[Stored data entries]
━━━━━━

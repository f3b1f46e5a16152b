//! Eligibility gate evaluation.
//!
//! Each grade tier has exactly one way of selecting gates:
//!
//! | Tier | Selection                                                   |
//! |------|-------------------------------------------------------------|
//! | 10   | subject gates whose conflict categories meet an interest    |
//! | 11   | every institution gate whose name contains the target       |
//! | 12   | every logistics gate, regardless of profile                 |
//!
//! Any other grade, or a profile missing the fields a tier needs, yields no
//! gates. A repository failure is an error, never an empty result.

use std::collections::BTreeSet;

use tracing::debug;

use crate::config::GateConfig;
use crate::core::{Gate, GradeTier, LearnerProfile, SelectorType};
use crate::error::Result;
use crate::storage::{GateRepository, GateSelector};

/// Evaluates learner profiles against the gates for their grade tier.
#[derive(Debug)]
pub struct EligibilityGateEngine<R: GateRepository> {
    repository: R,
    config: GateConfig,
}

impl<R: GateRepository> EligibilityGateEngine<R> {
    /// Create an engine over a repository.
    pub fn new(repository: R, config: GateConfig) -> Self {
        Self { repository, config }
    }

    /// The underlying repository.
    pub fn repository(&self) -> &R {
        &self.repository
    }

    /// Return the gates this profile triggers, in repository order.
    ///
    /// Callers that need priority order should sort by severity.
    pub fn evaluate(&self, profile: &LearnerProfile) -> Result<Vec<Gate>> {
        let Some(tier) = profile.tier() else {
            debug!(grade = ?profile.grade, "no gate tier for grade");
            return Ok(Vec::new());
        };

        let gates = match tier {
            GradeTier::Ten => self.subject_conflicts(profile)?,
            GradeTier::Eleven => self.institution_gates(profile)?,
            GradeTier::Twelve => self.fetch(
                tier,
                &GateSelector::all_of(SelectorType::Logistics),
            )?,
        };

        debug!(
            tier = tier.grade(),
            triggered = gates.len(),
            repository = self.repository.name(),
            "evaluated eligibility gates"
        );
        Ok(gates)
    }

    fn subject_conflicts(&self, profile: &LearnerProfile) -> Result<Vec<Gate>> {
        if profile.subjects.is_empty() || profile.career_interests.is_empty() {
            return Ok(Vec::new());
        }

        let categories: BTreeSet<&str> = profile
            .career_interests
            .iter()
            .map(|interest| self.config.resolve_category(interest))
            .collect();

        let selectors: Vec<GateSelector> =
            profile.subjects.iter().map(GateSelector::subject).collect();

        // One pass over the stored subject gates keeps repository order and
        // yields each gate once, however many subject spellings match it.
        let candidates = self.fetch(
            GradeTier::Ten,
            &GateSelector::all_of(SelectorType::Subject),
        )?;
        Ok(candidates
            .into_iter()
            .filter(|gate| selectors.iter().any(|s| s.matches(gate)))
            .filter(|gate| {
                categories
                    .iter()
                    .any(|category| gate.conflicts_with_category(category))
            })
            .collect())
    }

    fn institution_gates(&self, profile: &LearnerProfile) -> Result<Vec<Gate>> {
        match profile.target_institution() {
            Some(target) => self.fetch(
                GradeTier::Eleven,
                &GateSelector::institution_contains(target),
            ),
            None => Ok(Vec::new()),
        }
    }

    fn fetch(&self, tier: GradeTier, selector: &GateSelector) -> Result<Vec<Gate>> {
        debug!(tier = tier.grade(), %selector, "fetching gates");
        self.repository.fetch_gates(tier, selector)
    }
}

/// Whether any gate in the set blocks the answer.
pub fn any_blocking(gates: &[Gate]) -> bool {
    gates.iter().any(|g| g.severity.is_blocking())
}

/// Sort gates so blocking gates come first, keeping repository order within
/// each severity.
pub fn sort_by_severity(gates: &mut [Gate]) {
    gates.sort_by_key(|g| g.severity);
}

━━━━━━

**Assignment**.
Could you set down, word for word, only the lines above from the line with "needs, yields no" to the line with "their grade tier.", including both?

**Reply**.
//! Any other grade, or a profile missing the fields a tier needs, yields no
//! gates. A repository failure is an error, never an empty result.

use std::collections::BTreeSet;

use tracing::debug;

use crate::config::GateConfig;
use crate::core::{Gate, GradeTier, LearnerProfile, SelectorType};
use crate::error::Result;
use crate::storage::{GateRepository, GateSelector};

/// Evaluates learner profiles against the gates for their grade tier.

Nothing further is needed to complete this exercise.